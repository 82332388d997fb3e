//! Command Dispatcher
//!
//! Executes the side effect of a classified command against the session's
//! state and the external collaborators. Anything said back goes through the
//! session's turn controller; slow collaborator calls run out of band and
//! come back as [`Outcome`]s.

use crate::audit;
use crate::collab::{Account, Detector, Navigator, ProfileStore, RegistrationForm, UserProfile};
use crate::error::VoiceError;
use crate::commands::{Command, DetectionMode, DetectionRequest, Field, NavOption, Screen};
use crate::screens::{self, UnknownPolicy};
use crate::session::{Outcome, ScreenSession};
use crate::turn::{AfterSpeech, SpeechKind};
use crate::utils::fuzzy;
use std::path::PathBuf;
use std::sync::Arc;
use tracing::{debug, info, warn};

const MAX_SUGGESTIONS: usize = 5;

pub struct Dispatcher {
    navigator: Arc<dyn Navigator>,
    detector: Arc<dyn Detector>,
    profile: Arc<dyn ProfileStore>,
    account: Arc<dyn Account>,
    suggestion_cutoff: f64,
    audit_log: Option<PathBuf>,
}

impl Dispatcher {
    pub fn new(
        navigator: Arc<dyn Navigator>,
        detector: Arc<dyn Detector>,
        profile: Arc<dyn ProfileStore>,
        account: Arc<dyn Account>,
    ) -> Self {
        Self {
            navigator,
            detector,
            profile,
            account,
            suggestion_cutoff: 0.5,
            audit_log: None,
        }
    }

    /// Minimum similarity for object-name suggestions
    pub fn with_suggestion_cutoff(mut self, cutoff: f64) -> Self {
        self.suggestion_cutoff = cutoff;
        self
    }

    pub fn with_audit_log(mut self, path: PathBuf) -> Self {
        self.audit_log = Some(path);
        self
    }

    /// Execute one command on behalf of `session`
    pub fn dispatch(&self, command: Command, session: &mut ScreenSession) {
        debug!("Dispatching {} on {}", command.name(), session.screen());
        match command {
            Command::Unknown(text) => self.unknown(text, session),
            Command::Answer(yes) => self.answer(yes, session),
            Command::Navigate(screen) => self.navigate(screen, session),
            Command::SetField(field, value) => self.set_field(field, value, session),
            Command::SetMode(mode) => self.set_mode(mode, session),
            Command::SetOption(option) => self.set_option(option, session),
            Command::ToggleMic(enabled) => self.toggle_mic(enabled, session),
            Command::Cancel => session.cancel(),
            Command::LogOut => self.log_out(session),
            Command::Detect(request) => self.detect(request, session),
            Command::ListObjects => self.list_objects(session),
            Command::Submit => self.submit(session),
        }
    }

    /// Out-of-band work finished for a still-current generation
    pub fn complete(&self, outcome: Outcome, session: &mut ScreenSession) {
        if !outcome.speech.is_empty() {
            session
                .controller_mut()
                .speak(outcome.speech, SpeechKind::Result);
        }
        if let Some(screen) = outcome.navigate {
            self.navigate(screen, session);
        }
    }

    fn unknown(&self, text: String, session: &mut ScreenSession) {
        if text.is_empty() {
            return;
        }
        match screens::unknown_policy(session.screen()) {
            UnknownPolicy::Ignore => debug!("{}", VoiceError::UnrecognizedCommand(text)),
            UnknownPolicy::Clarify => {
                session.vars.awaiting_answer = true;
                session.controller_mut().speak(
                    format!(
                        "We heard {}. This is not a command, so no action will be performed. \
                         Would you like to try again?",
                        text
                    ),
                    SpeechKind::Prompt,
                );
            }
        }
    }

    fn answer(&self, yes: bool, session: &mut ScreenSession) {
        if !session.vars.awaiting_answer {
            debug!("No question open, ignoring answer");
            return;
        }
        session.vars.awaiting_answer = false;
        if yes {
            let welcome = screens::welcome_message(session.screen());
            session.controller_mut().speak(welcome, SpeechKind::Welcome);
        } else {
            session.controller_mut().speak_then(
                "Reverting back to manual mode, You're on your own now.",
                SpeechKind::Prompt,
                AfterSpeech::Release,
            );
        }
    }

    fn navigate(&self, screen: Screen, session: &mut ScreenSession) {
        info!("➡️ {} -> {}", session.screen(), screen);
        session.leave();
        self.navigator.navigate(screen);
    }

    fn set_field(&self, field: Field, value: String, session: &mut ScreenSession) {
        let confirmation = match field {
            Field::FullName => format!("Name set to {}", value),
            Field::Email => format!("Email set to {}", value),
            Field::EmergencyEmail => format!("Emergency contact email set to {}", value),
            Field::Password => "Password set".to_string(),
            Field::Destination => format!("Finding route from current location to {}", value),
            Field::SegmentationKey => "Segmentation key set. Say submit to save it.".to_string(),
        };
        session.vars.set_field(field, value);
        session
            .controller_mut()
            .speak(confirmation, SpeechKind::Confirmation);
    }

    fn set_mode(&self, mode: DetectionMode, session: &mut ScreenSession) {
        if !self.detector.is_available(mode) {
            warn!("{} unavailable", mode.display_name());
            let current = session.vars.mode;
            session.controller_mut().speak(
                format!(
                    "{} is not available right now. Staying with {}",
                    mode.display_name(),
                    current.display_name()
                ),
                SpeechKind::Confirmation,
            );
            return;
        }
        session.vars.mode = mode;
        session.controller_mut().speak(
            format!("{} activated", mode.display_name()),
            SpeechKind::Confirmation,
        );
    }

    fn set_option(&self, option: NavOption, session: &mut ScreenSession) {
        // Options change the screen silently
        match option {
            NavOption::ShowMaps => session.vars.show_maps = true,
            NavOption::HideMaps => session.vars.show_maps = false,
            other => session.vars.nav_option = Some(other),
        }
        debug!("Navigation option: {:?}", option);
    }

    fn toggle_mic(&self, enabled: bool, session: &mut ScreenSession) {
        if enabled {
            session.controller_mut().enable_mic();
        } else {
            session.disable_mic();
        }
        if let Err(e) = self.profile.update(&mut |p: &mut UserProfile| p.voice_control = enabled) {
            warn!("⚠️ Could not persist voice control flag: {}", e);
        }
    }

    fn log_out(&self, session: &mut ScreenSession) {
        let account = self.account.clone();
        session.spawn_out_of_band(async move {
            match account.log_out().await {
                Ok(()) => Outcome::go_to(Screen::Welcome),
                Err(e) => {
                    warn!("⚠️ Log out failed: {}", e);
                    Outcome::say("Log out failed. Please try again.")
                }
            }
        });
    }

    fn detect(&self, request: DetectionRequest, session: &mut ScreenSession) {
        let mode = self.effective_mode(session.vars.mode);

        let confirmation = match &request {
            DetectionRequest::Object { name, text } => {
                let catalog = self.detector.catalog(mode);
                if !catalog.iter().any(|known| known == name) {
                    let suggestions =
                        fuzzy::suggest(name, &catalog, MAX_SUGGESTIONS, self.suggestion_cutoff);
                    let message = if suggestions.is_empty() {
                        "Object does not exist.".to_string()
                    } else {
                        format!("Object does not exist. Suggestions: {}", suggestions.join(", "))
                    };
                    session.controller_mut().speak(message, SpeechKind::Result);
                    return;
                }
                match text {
                    Some(text) => {
                        format!("Performing object detection on {} with text {}", name, text)
                    }
                    None => format!("Performing object detection on {}", name),
                }
            }
            DetectionRequest::Text(text) => format!("Performing text recognition for text {}", text),
            DetectionRequest::FullAnalysis => "Performing full analysis on environment".to_string(),
        };

        session.vars.target = Some(request.clone());
        session
            .controller_mut()
            .speak(confirmation, SpeechKind::Confirmation);

        let detector = self.detector.clone();
        session.spawn_out_of_band(async move {
            match detector.detect(&request, mode).await {
                Ok(description) => Outcome::say(description),
                Err(e) => {
                    warn!("⚠️ Detection failed: {}", e);
                    Outcome::say("Sorry, detection is not available right now.")
                }
            }
        });
    }

    fn list_objects(&self, session: &mut ScreenSession) {
        let mode = self.effective_mode(session.vars.mode);
        let catalog = self.detector.catalog(mode);
        session.controller_mut().speak(
            format!(
                "I can detect {} objects with {}: {}",
                catalog.len(),
                mode.display_name(),
                catalog.join(", ")
            ),
            SpeechKind::Result,
        );
    }

    fn submit(&self, session: &mut ScreenSession) {
        let required = screens::required_fields(session.screen());
        if required.is_empty() {
            debug!("Nothing to submit on {}", session.screen());
            return;
        }

        let empty = session.vars.empty_fields(required);
        if !empty.is_empty() {
            let labels: Vec<&str> = empty.iter().map(|f| f.label()).collect();
            session.controller_mut().speak(
                format!("The following fields are empty: {}", labels.join(", ")),
                SpeechKind::Prompt,
            );
            return;
        }

        match session.screen() {
            Screen::Register => {
                let form = RegistrationForm {
                    full_name: session.vars.full_name.clone(),
                    email: session.vars.email.clone(),
                    password: session.vars.password.clone(),
                    emergency_email: session.vars.emergency_email.clone(),
                };
                let account = self.account.clone();
                session.spawn_out_of_band(async move {
                    match account.register(&form).await {
                        Ok(()) => Outcome::go_to(Screen::Home),
                        Err(e) => Outcome::say(format!("Registration failed. {}", e)),
                    }
                });
            }
            Screen::Profile => {
                let key = session.vars.segmentation_key.clone();
                match self.profile.update(&mut |p: &mut UserProfile| p.segmentation_key = key.clone()) {
                    Ok(_) => {
                        self.audit("SEGMENTATION_KEY updated");
                        session
                            .controller_mut()
                            .speak("Segmentation key saved", SpeechKind::Confirmation);
                    }
                    Err(e) => {
                        warn!("⚠️ Could not save segmentation key: {}", e);
                        session.controller_mut().speak(
                            "Could not save the segmentation key",
                            SpeechKind::Confirmation,
                        );
                    }
                }
            }
            other => debug!("Nothing to submit on {}", other),
        }
    }

    /// Segmentation falls back to on-device detection when unavailable
    fn effective_mode(&self, mode: DetectionMode) -> DetectionMode {
        if mode == DetectionMode::ImageSegmentation && !self.detector.is_available(mode) {
            warn!("Image Segmentation unavailable, using Object Detection");
            return DetectionMode::ObjectDetection;
        }
        mode
    }

    fn audit(&self, entry: &str) {
        if let Some(path) = &self.audit_log {
            if let Err(e) = audit::log(path, entry) {
                warn!("⚠️ Failed to write audit log: {}", e);
            }
        }
    }
}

(Assignment): Find the word "Could" in the entries above, then copy each line that holds it.

(Answer for the task):
            warn!("⚠️ Could not persist voice control flag: {}", e);
                        warn!("⚠️ Could not save segmentation key: {}", e);
                            "Could not save the segmentation key",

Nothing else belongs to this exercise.